If all the elements of each arrayref are numbers, you could do:


(tied %hash)->filter_fetch_value(sub { $_ = [unpack "N*", $_] });

If these arrays might contain more complicated structures, Storable.pm
and it's freeze() and thaw() subroutines might be appropriate.

Quote:
> In connection with this problem, would it be better to use a "real"
> database?

And how would a "real" database cope with the problem of storing arrays?

Quote:
> >> Notice that I'm aware this strategy won't catch all duplicates
> >> between one run and the other, but I'm sure it would be
> >> nevertheless an enhancement for my purposes...

> >Why wouldn't it?

> Most probably I wasn't clear. I was thinking of an algorithm taking
> checksums only of files with the same size.

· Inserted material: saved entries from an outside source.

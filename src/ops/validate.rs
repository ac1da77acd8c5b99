//! Validate: what a commit changed in the records, least similar first.

use std::collections::BTreeSet;

use crate::dataset::{bibtex, ProjectPaths};
use crate::error::{ColrevError, Result};
use crate::matcher::{compare_records, title_similarity, FieldChange};
use crate::process::RecordState;
use crate::record::{Record, Records};
use crate::review_manager::ReviewManager;

/// A record as changed by the commit, compared to one of its prior versions.
#[derive(Debug, Clone, PartialEq)]
pub struct ValidationItem {
    pub id: String,
    pub prior_id: String,
    pub status: (RecordState, RecordState),
    pub similarity: f64,
    pub changes: Vec<FieldChange>,
}

impl ValidationItem {
    /// The record absorbed another one (dedupe).
    pub fn is_merge(&self) -> bool {
        self.id != self.prior_id
    }
}

fn records_at(review_manager: &ReviewManager, revision: &str) -> Result<Records> {
    match review_manager.git().show_file(revision, ProjectPaths::RECORDS_FILE)? {
        Some(content) => Ok(bibtex::parse_records(&content)?),
        None => Ok(Records::new()),
    }
}

fn prior_versions<'a>(record: &Record, prior: &'a Records) -> Vec<&'a Record> {
    let origins: BTreeSet<&String> = record.origin.iter().collect();
    prior
        .values()
        .filter(|p| p.id == record.id || p.origin.iter().any(|o| origins.contains(o)))
        .collect()
}

/// Compares the records at `revision` with those of its parent commit.
/// Records without a prior version (newly loaded) are not listed.
pub fn validate(review_manager: &ReviewManager, revision: &str) -> Result<Vec<ValidationItem>> {
    if !review_manager.git().has_commits() {
        return Err(ColrevError::InvalidInput("the project has no commits yet".to_string()));
    }
    let current = records_at(review_manager, revision)?;
    let prior = records_at(review_manager, &format!("{revision}~1"))?;

    let mut items = Vec::new();
    for record in current.values() {
        for before in prior_versions(record, &prior) {
            let changes = compare_records(before, record);
            if changes.is_empty() && before.id == record.id {
                continue;
            }
            items.push(ValidationItem {
                id: record.id.clone(),
                prior_id: before.id.clone(),
                status: (before.status, record.status),
                similarity: title_similarity(before, record),
                changes,
            });
        }
    }
    items.sort_by(|a, b| a.similarity.total_cmp(&b.similarity).then_with(|| a.id.cmp(&b.id)));
    Ok(items)
}

#[cfg(test)]
mod tests {
    use super::*;
    use crate::ops::tests::processed_project;
    use crate::record::fields;

    #[tokio::test]
    async fn lists_field_changes_of_the_last_commit() {
        let (_dir, manager) = processed_project().await;
        let mut records = manager.dataset().load_records().unwrap();
        let doe = records
            .values_mut()
            .find(|r| r.origin.contains(&"refs.bib/r3".to_string()))
            .unwrap();
        doe.set(fields::TITLE, "A study of structured literature reviews");
        let doe_id = doe.id.clone();
        manager.dataset().save_records(&records).unwrap();
        manager.git().add_all().unwrap();
        manager.git().commit("Fix title").unwrap();

        let items = validate(&manager, "HEAD").unwrap();
        assert_eq!(items.len(), 1);
        assert_eq!(items[0].id, doe_id);
        assert!(!items[0].is_merge());
        assert_eq!(items[0].changes.len(), 1);
        assert_eq!(items[0].changes[0].field, "title");
        assert!(items[0].similarity < 1.0);
    }

    #[tokio::test]
    async fn dedupe_commit_shows_the_merge() {
        let (_dir, manager) = processed_project().await;
        let items = validate(&manager, "HEAD").unwrap();
        assert!(items.iter().any(ValidationItem::is_merge));
        assert!(items
            .iter()
            .all(|i| i.status.1 == RecordState::MdProcessed));
    }
}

Why?  It seems to me that you would have to keep a list of all the
different possible sizes, then.  Also, it sounds like you'd first need
to do one pass to find out what each of the different sizes are, and
then, for each different size, another pass to deal with (find checksums
of) all files of that particular size.  This sounds like many, many,
passes through the filesystem.

If you just make one pass through the filesystem, calculating checksums,
that should be sufficient.

Quote:
> Thus if I run it today it will catch all duplicates in one particular
> basedir; then I will "process" those files somehow, but I will keep
> track of the pairs (size, checksum) for those files for which the
> checksum was calculated. Tomorrow I will run it again and I'll catch
> tomorrow's duplicates along with files that were already duplicates
> today.

> But my algorithm won't spot that a certain file that I have today is
> the same as one that I will get tomorrow if that particular file isn't
> duplicate today. However it suffices for me and is suitable for the
> application I need it for.

This seems silly -- my algorithm will find *all* duplicates... well,
unless files are added or removed or changed while it's running, in
which case it might get confused, but that's unavoidable.

Quote:
> >Suppose that you implement your remove-duplicates thing as follows:

> [code snipped]

> I'll have to look at the code carefully and it will take some time.
> For sure it will give some insight and some ideas.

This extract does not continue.